Scan the data below and pick out the lines containing the word "EmailSignIn".

*** MATERIAL PROVIDED ***

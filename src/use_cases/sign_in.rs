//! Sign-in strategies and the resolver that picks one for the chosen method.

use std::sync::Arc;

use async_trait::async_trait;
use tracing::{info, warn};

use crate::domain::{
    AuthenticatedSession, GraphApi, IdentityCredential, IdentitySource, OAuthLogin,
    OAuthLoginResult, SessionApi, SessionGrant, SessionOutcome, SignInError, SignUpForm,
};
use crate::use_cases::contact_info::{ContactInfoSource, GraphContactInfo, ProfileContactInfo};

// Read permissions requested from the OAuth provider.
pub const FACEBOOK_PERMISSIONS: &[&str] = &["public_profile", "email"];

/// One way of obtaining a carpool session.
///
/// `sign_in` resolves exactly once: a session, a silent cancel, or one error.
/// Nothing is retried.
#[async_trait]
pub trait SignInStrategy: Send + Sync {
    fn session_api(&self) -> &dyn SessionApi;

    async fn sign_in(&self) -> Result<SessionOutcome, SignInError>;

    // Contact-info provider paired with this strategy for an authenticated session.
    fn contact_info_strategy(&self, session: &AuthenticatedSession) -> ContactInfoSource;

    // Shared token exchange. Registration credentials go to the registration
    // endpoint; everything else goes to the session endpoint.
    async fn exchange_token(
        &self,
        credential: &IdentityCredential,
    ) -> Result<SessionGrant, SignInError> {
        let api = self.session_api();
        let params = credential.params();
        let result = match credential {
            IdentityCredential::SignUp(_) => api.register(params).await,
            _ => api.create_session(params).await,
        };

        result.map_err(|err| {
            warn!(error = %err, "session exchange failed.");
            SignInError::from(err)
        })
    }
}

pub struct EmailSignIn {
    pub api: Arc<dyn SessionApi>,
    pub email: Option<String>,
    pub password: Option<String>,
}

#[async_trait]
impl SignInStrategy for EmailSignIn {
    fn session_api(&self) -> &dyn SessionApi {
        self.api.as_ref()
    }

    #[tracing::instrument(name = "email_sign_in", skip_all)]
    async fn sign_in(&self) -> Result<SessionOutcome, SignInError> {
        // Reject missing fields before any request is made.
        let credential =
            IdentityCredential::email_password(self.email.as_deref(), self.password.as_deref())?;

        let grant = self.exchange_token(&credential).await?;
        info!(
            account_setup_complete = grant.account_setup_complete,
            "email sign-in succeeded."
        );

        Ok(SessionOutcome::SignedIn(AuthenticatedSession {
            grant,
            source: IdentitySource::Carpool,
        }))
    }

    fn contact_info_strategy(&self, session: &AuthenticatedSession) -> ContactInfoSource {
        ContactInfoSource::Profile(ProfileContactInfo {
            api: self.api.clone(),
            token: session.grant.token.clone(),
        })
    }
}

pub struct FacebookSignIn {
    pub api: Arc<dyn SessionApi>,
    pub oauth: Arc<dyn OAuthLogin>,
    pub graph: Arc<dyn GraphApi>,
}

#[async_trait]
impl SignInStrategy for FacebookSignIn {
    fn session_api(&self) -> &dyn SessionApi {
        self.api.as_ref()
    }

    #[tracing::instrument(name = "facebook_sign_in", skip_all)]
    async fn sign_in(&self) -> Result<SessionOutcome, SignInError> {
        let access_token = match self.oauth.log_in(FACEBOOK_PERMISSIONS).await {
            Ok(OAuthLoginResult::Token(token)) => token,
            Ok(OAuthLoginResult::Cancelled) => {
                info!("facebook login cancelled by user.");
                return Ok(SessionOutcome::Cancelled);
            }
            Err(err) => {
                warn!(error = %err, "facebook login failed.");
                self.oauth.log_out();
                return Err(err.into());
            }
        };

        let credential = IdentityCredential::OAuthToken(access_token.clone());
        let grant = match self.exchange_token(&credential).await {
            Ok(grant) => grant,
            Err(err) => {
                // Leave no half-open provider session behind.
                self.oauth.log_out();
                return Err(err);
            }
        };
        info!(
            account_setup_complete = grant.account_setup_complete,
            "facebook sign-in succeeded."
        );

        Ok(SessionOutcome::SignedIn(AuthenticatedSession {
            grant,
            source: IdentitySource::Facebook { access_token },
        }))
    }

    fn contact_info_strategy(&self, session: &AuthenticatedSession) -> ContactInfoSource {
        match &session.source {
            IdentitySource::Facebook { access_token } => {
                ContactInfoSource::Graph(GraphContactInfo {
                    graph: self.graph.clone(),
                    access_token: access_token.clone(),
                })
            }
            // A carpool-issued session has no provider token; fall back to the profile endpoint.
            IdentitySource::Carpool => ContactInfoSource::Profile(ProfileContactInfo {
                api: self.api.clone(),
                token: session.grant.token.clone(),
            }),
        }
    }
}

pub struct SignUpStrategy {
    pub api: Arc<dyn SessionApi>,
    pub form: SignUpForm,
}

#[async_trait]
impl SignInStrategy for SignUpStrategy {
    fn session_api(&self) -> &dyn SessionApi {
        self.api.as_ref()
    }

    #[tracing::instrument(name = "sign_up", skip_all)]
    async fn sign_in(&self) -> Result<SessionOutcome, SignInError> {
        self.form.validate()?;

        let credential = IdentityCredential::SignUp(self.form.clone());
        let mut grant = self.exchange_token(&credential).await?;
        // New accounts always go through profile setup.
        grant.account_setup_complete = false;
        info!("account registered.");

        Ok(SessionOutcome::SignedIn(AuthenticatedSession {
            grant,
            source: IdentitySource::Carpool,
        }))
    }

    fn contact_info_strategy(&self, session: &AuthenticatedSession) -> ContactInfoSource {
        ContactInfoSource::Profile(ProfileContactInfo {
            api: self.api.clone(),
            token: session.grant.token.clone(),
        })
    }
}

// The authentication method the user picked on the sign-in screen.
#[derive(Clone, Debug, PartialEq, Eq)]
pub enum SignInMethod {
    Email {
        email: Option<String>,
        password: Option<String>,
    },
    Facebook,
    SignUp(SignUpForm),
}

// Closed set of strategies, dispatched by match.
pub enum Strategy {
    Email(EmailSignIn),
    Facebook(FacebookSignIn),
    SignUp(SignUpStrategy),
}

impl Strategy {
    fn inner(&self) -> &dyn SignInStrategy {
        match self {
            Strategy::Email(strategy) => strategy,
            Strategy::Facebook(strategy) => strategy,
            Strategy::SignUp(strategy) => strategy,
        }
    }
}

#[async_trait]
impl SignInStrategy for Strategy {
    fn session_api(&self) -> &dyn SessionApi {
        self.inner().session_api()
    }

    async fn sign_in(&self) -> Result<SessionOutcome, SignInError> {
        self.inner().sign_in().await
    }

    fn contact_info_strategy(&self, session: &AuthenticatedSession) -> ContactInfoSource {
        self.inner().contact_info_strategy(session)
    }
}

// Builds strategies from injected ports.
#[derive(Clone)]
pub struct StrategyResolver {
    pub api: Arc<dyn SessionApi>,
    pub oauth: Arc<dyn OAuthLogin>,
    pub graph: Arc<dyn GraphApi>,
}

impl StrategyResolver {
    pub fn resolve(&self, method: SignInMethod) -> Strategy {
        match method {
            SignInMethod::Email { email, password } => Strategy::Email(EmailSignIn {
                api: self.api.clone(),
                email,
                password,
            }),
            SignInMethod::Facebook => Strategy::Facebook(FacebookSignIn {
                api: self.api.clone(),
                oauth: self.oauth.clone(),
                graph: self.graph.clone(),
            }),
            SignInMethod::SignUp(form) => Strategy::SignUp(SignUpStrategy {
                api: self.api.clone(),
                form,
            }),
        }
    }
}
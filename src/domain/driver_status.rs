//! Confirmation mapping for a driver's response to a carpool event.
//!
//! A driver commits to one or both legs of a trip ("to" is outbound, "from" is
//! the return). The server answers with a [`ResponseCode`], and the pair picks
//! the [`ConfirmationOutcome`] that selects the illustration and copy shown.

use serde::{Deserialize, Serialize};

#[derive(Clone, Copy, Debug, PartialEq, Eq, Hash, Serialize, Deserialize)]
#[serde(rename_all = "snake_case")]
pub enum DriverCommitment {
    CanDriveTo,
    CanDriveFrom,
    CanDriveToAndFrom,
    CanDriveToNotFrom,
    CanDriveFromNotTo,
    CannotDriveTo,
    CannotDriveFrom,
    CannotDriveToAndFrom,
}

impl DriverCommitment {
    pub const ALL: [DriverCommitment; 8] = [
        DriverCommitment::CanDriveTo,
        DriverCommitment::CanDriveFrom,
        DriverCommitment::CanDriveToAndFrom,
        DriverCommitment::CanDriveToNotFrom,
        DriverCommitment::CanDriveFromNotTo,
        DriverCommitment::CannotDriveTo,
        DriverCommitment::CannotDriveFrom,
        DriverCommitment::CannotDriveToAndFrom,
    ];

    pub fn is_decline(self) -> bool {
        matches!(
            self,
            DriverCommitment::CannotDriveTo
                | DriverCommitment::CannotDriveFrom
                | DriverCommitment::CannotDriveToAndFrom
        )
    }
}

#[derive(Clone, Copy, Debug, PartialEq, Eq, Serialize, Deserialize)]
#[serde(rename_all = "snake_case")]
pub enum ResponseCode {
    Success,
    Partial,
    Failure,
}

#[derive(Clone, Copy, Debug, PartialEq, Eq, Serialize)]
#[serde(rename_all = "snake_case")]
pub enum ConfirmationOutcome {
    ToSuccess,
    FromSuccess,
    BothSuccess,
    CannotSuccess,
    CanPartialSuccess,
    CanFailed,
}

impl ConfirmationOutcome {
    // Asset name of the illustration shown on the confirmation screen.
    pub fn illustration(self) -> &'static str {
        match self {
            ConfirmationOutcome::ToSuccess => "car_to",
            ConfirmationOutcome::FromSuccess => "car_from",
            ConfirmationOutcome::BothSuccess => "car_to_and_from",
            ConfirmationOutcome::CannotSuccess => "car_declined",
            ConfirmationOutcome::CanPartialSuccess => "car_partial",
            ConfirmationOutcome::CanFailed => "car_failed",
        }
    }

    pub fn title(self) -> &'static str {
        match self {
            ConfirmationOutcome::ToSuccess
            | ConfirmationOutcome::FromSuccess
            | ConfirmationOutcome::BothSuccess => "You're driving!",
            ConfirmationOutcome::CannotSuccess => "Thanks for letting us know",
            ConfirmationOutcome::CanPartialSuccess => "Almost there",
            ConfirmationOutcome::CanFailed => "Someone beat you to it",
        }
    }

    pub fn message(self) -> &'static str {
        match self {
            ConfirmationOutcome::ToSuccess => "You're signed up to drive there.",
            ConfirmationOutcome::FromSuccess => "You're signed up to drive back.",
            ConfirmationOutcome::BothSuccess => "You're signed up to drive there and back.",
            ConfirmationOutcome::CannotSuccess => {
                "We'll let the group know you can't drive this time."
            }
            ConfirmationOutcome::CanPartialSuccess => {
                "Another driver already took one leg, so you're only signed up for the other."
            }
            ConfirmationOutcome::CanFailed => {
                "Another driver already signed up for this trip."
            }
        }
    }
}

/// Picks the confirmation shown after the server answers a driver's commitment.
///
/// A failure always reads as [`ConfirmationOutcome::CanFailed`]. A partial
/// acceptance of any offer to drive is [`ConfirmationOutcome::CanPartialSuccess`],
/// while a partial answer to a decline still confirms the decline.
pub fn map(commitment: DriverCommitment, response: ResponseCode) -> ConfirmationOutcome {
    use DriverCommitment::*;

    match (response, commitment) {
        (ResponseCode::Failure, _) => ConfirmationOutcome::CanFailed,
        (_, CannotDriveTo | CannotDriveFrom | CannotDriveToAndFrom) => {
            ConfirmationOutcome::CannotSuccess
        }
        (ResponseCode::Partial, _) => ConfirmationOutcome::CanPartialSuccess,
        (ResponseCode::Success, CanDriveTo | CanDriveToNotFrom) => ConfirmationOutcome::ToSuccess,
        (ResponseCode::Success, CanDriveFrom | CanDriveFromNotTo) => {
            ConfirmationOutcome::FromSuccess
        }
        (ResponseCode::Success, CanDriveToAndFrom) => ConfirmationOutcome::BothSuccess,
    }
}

*** End of MATERIAL PROVIDED ***

### ANSWER TO THE EXERCISE
pub struct EmailSignIn {
impl SignInStrategy for EmailSignIn {
    Email(EmailSignIn),
            SignInMethod::Email { email, password } => Strategy::Email(EmailSignIn {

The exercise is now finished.